Lei in clausura, tra i colori
C’è Plautilla dall’8 in mostra agli Uffizi, ma ci sono anche Antonia, Angela, Teresa, Ortensia Le prima artiste a Firenze erano suore. Un caso? Tutt’altro, solo nei monasteri alle donne era consentito dipingere
Il tempo del silenzio sull’arte delle suore pittrici è finalmente finito. Dopo una lunga sfortuna critica, dovuta alla scarsezza di fonti coeve e di studi sull’argomento, gli storici dell’arte hanno avviato un lavoro sistematico di ricerca grazie al quale una storia dell’arte «parallela», rimasta celata per secoli dietro l’anonimato delle grate dei conventi di clausura, è ora rivelata. La mostra su suor Plautilla Nelli, promossa da Eike Schmidt e curata da Fausta Navarro, è dunque l’occasione per raccontare alcune delle loro storie.
Per comprendere il valore storico e artistico di queste donne straordinarie è necessario tornare indietro nel tempo di oltre cinquecento anni e immaginare come doveva essere la loro vita in una Firenze che, sebbene internazionale e all’avanguardia, restava una città non facile, e questo valeva, come è facile immaginare, soprattutto per le donne.

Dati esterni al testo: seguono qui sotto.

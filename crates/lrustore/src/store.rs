//! LRU store implementation
//!
//! Entries live in a slot arena; the recency chain is threaded through the
//! arena as slot indices, so promotion and eviction never touch pointers.

use std::collections::HashMap;

use ahash::RandomState;

use crate::error::{Error, Result};
use crate::stats::StoreStats;

/// Entry in the recency chain
struct Entry {
    key: i64,
    value: i64,
    prev: Option<usize>,
    next: Option<usize>,
}

/// Fixed-capacity key-value store with least-recently-used eviction
///
/// The key index maps each resident key to its slot in the arena. Slot
/// indices are stable for the lifetime of an entry, so promotion reorders
/// the chain without rewriting the index. Vacated slots are recycled
/// through a free list; the arena never grows past `capacity` slots.
pub struct LruStore {
    index: HashMap<i64, usize, RandomState>,
    slots: Vec<Option<Entry>>,
    mru: Option<usize>,
    lru: Option<usize>,
    free: Vec<usize>,
    capacity: usize,
    stats: StoreStats,
}

impl LruStore {
    /// Create an empty store holding at most `capacity` entries
    ///
    /// # Arguments
    /// * `capacity` - Maximum number of resident entries, at least 1
    ///
    /// # Returns
    /// * `Result<LruStore>` - The store, or `Error::InvalidCapacity`
    pub fn new(capacity: usize) -> Result<Self> {
        if capacity == 0 {
            return Err(Error::InvalidCapacity(capacity));
        }

        Ok(Self {
            index: HashMap::with_capacity_and_hasher(capacity, RandomState::new()),
            slots: Vec::with_capacity(capacity),
            mru: None,
            lru: None,
            free: Vec::new(),
            capacity,
            stats: StoreStats::default(),
        })
    }

    /// Look up a key, promoting it to most-recently-used on a hit
    ///
    /// A hit is a side-effecting read: it changes future eviction order
    /// even though the value is untouched. A miss leaves the store exactly
    /// as it was.
    pub fn get(&mut self, key: i64) -> Option<i64> {
        match self.index.get(&key) {
            Some(&idx) => {
                self.promote(idx);
                self.stats.record_hit();
                self.slots[idx].as_ref().map(|entry| entry.value)
            }
            None => {
                self.stats.record_miss();
                None
            }
        }
    }

    /// Insert a key-value pair, or update and promote an existing key
    ///
    /// Updating an existing key never evicts, regardless of how full the
    /// store is. Inserting a new key into a full store first evicts the
    /// least-recently-used entry, so the entry count never exceeds
    /// capacity.
    pub fn put(&mut self, key: i64, value: i64) {
        if let Some(&idx) = self.index.get(&key) {
            if let Some(entry) = &mut self.slots[idx] {
                entry.value = value;
            }
            self.promote(idx);
            self.stats.record_update();
        } else {
            if self.index.len() == self.capacity {
                self.evict_lru();
            }

            let idx = self.acquire_slot();
            self.slots[idx] = Some(Entry {
                key,
                value,
                prev: None,
                next: self.mru,
            });

            if let Some(mru_idx) = self.mru {
                if let Some(front) = &mut self.slots[mru_idx] {
                    front.prev = Some(idx);
                }
            }

            self.mru = Some(idx);
            if self.lru.is_none() {
                self.lru = Some(idx);
            }

            self.index.insert(key, idx);
            self.stats.record_insert();
        }
    }

    /// Number of resident entries
    pub fn len(&self) -> usize {
        self.index.len()
    }

    /// Check if the store holds no entries
    pub fn is_empty(&self) -> bool {
        self.index.is_empty()
    }

    /// Maximum number of resident entries
    pub fn capacity(&self) -> usize {
        self.capacity
    }

    /// Snapshot of the operation counters
    pub fn stats(&self) -> StoreStats {
        self.stats
    }

    fn promote(&mut self, idx: usize) {
        if self.mru == Some(idx) {
            return; // Already most recent
        }

        self.detach(idx);

        if let Some(entry) = &mut self.slots[idx] {
            entry.prev = None;
            entry.next = self.mru;
        }

        if let Some(mru_idx) = self.mru {
            if let Some(front) = &mut self.slots[mru_idx] {
                front.prev = Some(idx);
            }
        }

        self.mru = Some(idx);
    }

    fn detach(&mut self, idx: usize) {
        let (prev, next) = match &self.slots[idx] {
            Some(entry) => (entry.prev, entry.next),
            None => return,
        };

        match prev {
            Some(prev_idx) => {
                if let Some(entry) = &mut self.slots[prev_idx] {
                    entry.next = next;
                }
            }
            None => {
                self.mru = next;
            }
        }

        match next {
            Some(next_idx) => {
                if let Some(entry) = &mut self.slots[next_idx] {
                    entry.prev = prev;
                }
            }
            None => {
                self.lru = prev;
            }
        }
    }

    // Detach while the slot is still occupied: neighbor patching reads the
    // entry's links.
    fn evict_lru(&mut self) {
        if let Some(idx) = self.lru {
            self.detach(idx);
            if let Some(entry) = self.slots[idx].take() {
                self.index.remove(&entry.key);
            }
            self.release_slot(idx);
            self.stats.record_eviction();
        }
    }

    fn acquire_slot(&mut self) -> usize {
        if let Some(idx) = self.free.pop() {
            idx
        } else {
            let idx = self.slots.len();
            self.slots.push(None);
            idx
        }
    }

    fn release_slot(&mut self, idx: usize) {
        self.free.push(idx);
    }
}

#[cfg(test)]
impl LruStore {
    /// Resident keys in recency order, most recent first
    fn keys_by_recency(&self) -> Vec<i64> {
        let mut keys = Vec::with_capacity(self.index.len());
        let mut cursor = self.mru;
        while let Some(idx) = cursor {
            let entry = self.slots[idx]
                .as_ref()
                .expect("recency chain points at occupied slots");
            keys.push(entry.key);
            cursor = entry.next;
        }
        keys
    }

    /// Panic if the index, the recency chain, and the arena disagree
    fn check_coherence(&self) {
        let forward = self.keys_by_recency();
        assert_eq!(forward.len(), self.index.len());
        for key in &forward {
            let idx = self.index[key];
            assert_eq!(self.slots[idx].as_ref().map(|e| e.key), Some(*key));
        }

        let mut backward = Vec::with_capacity(forward.len());
        let mut cursor = self.lru;
        while let Some(idx) = cursor {
            let entry = self.slots[idx].as_ref().unwrap();
            backward.push(entry.key);
            cursor = entry.prev;
        }
        backward.reverse();
        assert_eq!(forward, backward);

        assert_eq!(self.index.len() + self.free.len(), self.slots.len());
    }
}
//! Write paths fed by owners and host agents: service registration, host
//! registration, heartbeats and deploy-result uploads.

use chrono::Utc;
use serde::{Deserialize, Serialize};
use serde_json::Value;
use shoal_core::store::{Row, from_row, to_row};
use shoal_core::{
    DeployResult, Filter, LoadSample, Query, Resource, ResourceStatus, RuntimeStatus, Service,
    ServiceIdentity, ServiceRuntime, Table,
};

use crate::Registry;
use crate::error::RegistryError;

/// What a heartbeat changed.
#[derive(Debug, Clone, PartialEq, Eq, Serialize, Deserialize)]
#[serde(rename_all = "camelCase")]
pub struct HeartbeatAck {
    pub resource_id: String,
    pub workload_percentage: u8,
    pub service_runtimes: u64,
}

fn patch_of<T: Serialize>(value: &T) -> Result<Row, RegistryError> {
    let mut row = to_row(value)?;
    row.remove("id");
    Ok(row)
}

impl Registry {
    /// Register a service definition, or refresh the existing row with the
    /// same owner and discovery key. Returns the service id.
    pub async fn register_service(
        &self,
        mut service: Service,
        token: &str,
    ) -> Result<String, RegistryError> {
        let caller = self.authenticate(token).await?;
        if service.owner.is_empty() {
            service.owner = caller.account_id;
        }
        let identity = ServiceIdentity::new(
            service.application.clone(),
            service.module.clone(),
            service.name.clone(),
            Some(service.version.clone()),
        );
        if !identity.is_complete() || service.version.is_empty() {
            return Err(RegistryError::InvalidIdentity(identity.to_string()));
        }

        let key = Filter::new()
            .eq("owner", service.owner.as_str())
            .eq("application", service.application.as_str())
            .eq("module", service.module.as_str())
            .eq("name", service.name.as_str())
            .eq("version", service.version.as_str());

        if let Some(existing) = self.store.get_one(Table::Service, key.clone()).await? {
            let existing: Service = from_row(Table::Service, existing)?;
            if let Some(id) = existing.id {
                let mut patch = Row::new();
                patch.insert("source".into(), Value::from(service.source));
                patch.insert("arguments".into(), serde_json::to_value(&service.arguments)?);
                patch.insert(
                    "return_type".into(),
                    service.return_type.map_or(Value::Null, Value::from),
                );
                self.store.set(Table::Service, Some(patch), &key).await?;
                tracing::debug!(service = %identity, id = %id, "Service definition refreshed");
                return Ok(id);
            }
        }

        let now = Utc::now();
        service.id = None;
        service.create_on = Some(now);
        service.last_access_on = Some(now);
        let id = self.store.insert(Table::Service, to_row(&service)?).await?;
        tracing::info!(service = %identity, id = %id, "Service registered");
        Ok(id)
    }

    /// Latest service matching the identity. A hit bumps `last_access_on`.
    pub async fn query_service(
        &self,
        identity: &ServiceIdentity,
    ) -> Result<Option<Service>, RegistryError> {
        let service = self.find_service(identity).await?;
        if let Some(id) = service.as_ref().and_then(|s| s.id.as_deref()) {
            self.touch_service(id).await?;
        }
        Ok(service)
    }

    /// Create or refresh a resource row. Hosts are matched by id when known,
    /// else by `(account, name)`. Returns the resource id.
    pub async fn update_resource_info(
        &self,
        resource: &Resource,
        token: &str,
    ) -> Result<String, RegistryError> {
        self.authenticate(token).await?;
        if resource.name.is_empty() || resource.account.is_empty() {
            return Err(RegistryError::InvalidResource(
                "account and name are required".into(),
            ));
        }

        let key = match &resource.id {
            Some(id) => Filter::new().eq("id", id.as_str()),
            None => Filter::new()
                .eq("account", resource.account.as_str())
                .eq("name", resource.name.as_str())
                .eq("type", resource.resource_type.as_str()),
        };

        let mut row = patch_of(resource)?;
        row.insert("last_active_on".into(), serde_json::to_value(Utc::now())?);

        let existing = self
            .store
            .get(Table::Resource, &Query::new(key.clone()).project(["id"]).limit(1))
            .await?
            .into_iter()
            .next()
            .and_then(|r| r.get("id").and_then(Value::as_str).map(str::to_string));

        let id = match existing {
            Some(id) => {
                self.store
                    .set(Table::Resource, Some(row), &Filter::new().eq("id", id.as_str()))
                    .await?;
                id
            }
            None => {
                if let Some(id) = &resource.id {
                    row.insert("id".into(), Value::from(id.as_str()));
                }
                self.store.insert(Table::Resource, row).await?
            }
        };
        tracing::info!(
            host_id = %id,
            account = %resource.account,
            name = %resource.name,
            "Resource info updated"
        );
        Ok(id)
    }

    /// Record a load sample for a registered resource and propagate its
    /// workload to the runtimes it hosts.
    pub async fn resource_heartbeat(
        &self,
        sample: &LoadSample,
        token: &str,
    ) -> Result<HeartbeatAck, RegistryError> {
        self.authenticate(token).await?;
        let Some(resource_id) = sample.resource_id.as_deref().filter(|id| !id.is_empty()) else {
            return Err(RegistryError::InvalidResource(
                "heartbeat without resource_id".into(),
            ));
        };
        let workload = sample.workload_percentage();

        let patch = to_row(&serde_json::json!({
            "workload_percentage": workload,
            "last_active_on": sample.sampled_at,
            "status": ResourceStatus::Ready,
        }))?;
        let hosts = self
            .store
            .set(Table::Resource, Some(patch), &Filter::new().eq("id", resource_id))
            .await?;
        if hosts == 0 {
            return Err(RegistryError::HostNotFound(resource_id.to_string()));
        }

        let patch = to_row(&serde_json::json!({ "workload_percentage": workload }))?;
        let service_runtimes = self
            .store
            .set(
                Table::ServiceRuntime,
                Some(patch),
                &Filter::new().eq("resource_id", resource_id),
            )
            .await?;

        tracing::debug!(host_id = resource_id, workload, service_runtimes, "Heartbeat recorded");
        self.metrics.record_heartbeat(workload);
        Ok(HeartbeatAck {
            resource_id: resource_id.to_string(),
            workload_percentage: workload,
            service_runtimes,
        })
    }

    /// Persist a deploy run for the host it ran on. Missing services are
    /// registered on the way; re-uploading replaces the host's earlier rows
    /// for the same service. Returns the ids of the runtime rows created.
    pub async fn upload_service_deploy_result(
        &self,
        result: &DeployResult,
        resource_id: &str,
        token: &str,
    ) -> Result<Vec<String>, RegistryError> {
        let caller = self.authenticate(token).await?;
        let Some(host) = self
            .store
            .get_one(Table::Resource, Filter::new().eq("id", resource_id))
            .await?
        else {
            return Err(RegistryError::HostNotFound(resource_id.to_string()));
        };
        let host: Resource = from_row(Table::Resource, host)?;
        let workload = host.workload_percentage.unwrap_or(0);

        let mut created = Vec::new();
        for (application, records) in result {
            for record in records {
                let mut identity = record.identity.clone();
                if identity.application.is_empty() {
                    identity.application = application.clone();
                }
                let version = identity
                    .pinned_version()
                    .map(str::to_string)
                    .unwrap_or_else(|| "*".to_string());

                let service_id = if identity.is_control_plane() {
                    None
                } else {
                    let service = Service {
                        id: None,
                        owner: caller.account_id.clone(),
                        application: identity.application.clone(),
                        module: identity.module.clone(),
                        name: identity.name.clone(),
                        version: version.clone(),
                        source: record.source.clone().unwrap_or_default(),
                        arguments: record.arguments.clone(),
                        return_type: record.return_type.clone(),
                        create_on: None,
                        last_access_on: None,
                    };
                    Some(self.register_service(service, token).await?)
                };

                let mut stale = Filter::new()
                    .eq("resource_id", resource_id)
                    .eq("application", identity.application.as_str())
                    .eq("module", identity.module.as_str())
                    .eq("name", identity.name.as_str());
                if let Some(service_id) = &service_id {
                    stale = stale.eq("service_id", service_id.as_str());
                }
                self.store.set(Table::ServiceRuntime, None, &stale).await?;

                for entry in &record.entries {
                    let runtime = ServiceRuntime {
                        id: None,
                        service_id: service_id.clone(),
                        resource_id: resource_id.to_string(),
                        application: identity.application.clone(),
                        module: identity.module.clone(),
                        name: identity.name.clone(),
                        version: version.clone(),
                        entry_type: entry.entry_type,
                        provider_info: entry.provider_info.clone(),
                        provider_raw: entry.provider_raw.clone(),
                        settings_for_provider: entry.settings_for_provider.clone(),
                        status: RuntimeStatus::Ready,
                        workload_percentage: workload,
                        expire_in_seconds: self.settings.default_expire_in_seconds,
                        tags: Vec::new(),
                    };
                    let id = self
                        .store
                        .insert(Table::ServiceRuntime, to_row(&runtime)?)
                        .await?;
                    created.push(id);
                }
                tracing::info!(
                    host_id = resource_id,
                    service = %identity,
                    entries = record.entries.len(),
                    "Deploy result stored"
                );
            }
        }
        Ok(created)
    }
}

Sono trascorsi pochi anni dalla messa al rogo di Savonarola e la cicatrice che questo fatto di sangue ha inferto negli animi dei fiorentini è ancora aperta. In tanti sono i nobili che, sedotti dalle prediche del carismatico domenicano, abbandonano il lusso e le stravaganze per dedicarsi a una vita fondata su severi principi di moralità. Molti si spingono oltre e abbracciano la vita monastica, come Camilla Bartolini Davanzati che, insieme al marito Ridolfo Rucellai, fonda agli inizi del Cinquecento, un convento dedicato a santa Caterina da Siena. Tra le mura di questo convento, una bambina di nome Caterina de’ Medici viene protetta prima di fuggire per Roma; ed è sempre qui che nel 1538, all’età di quindici anni, suor Plautilla, al secolo Polissena de’ Nelli, prende i voti. Plautilla passerà alla storia grazie a Vasari che, nelle Vite, la descrive come una donna che «avrebbe fatto cose meravigliose se, come fanno gl’uomini, avesse avuto commodo di studiare ed attendere al disegno e ritrarre cose vive e naturali».
Ma Plautilla non fu la sola suora dedita alle arti, né per altro fu la prima a esprimersi con l’ausilio della creatività.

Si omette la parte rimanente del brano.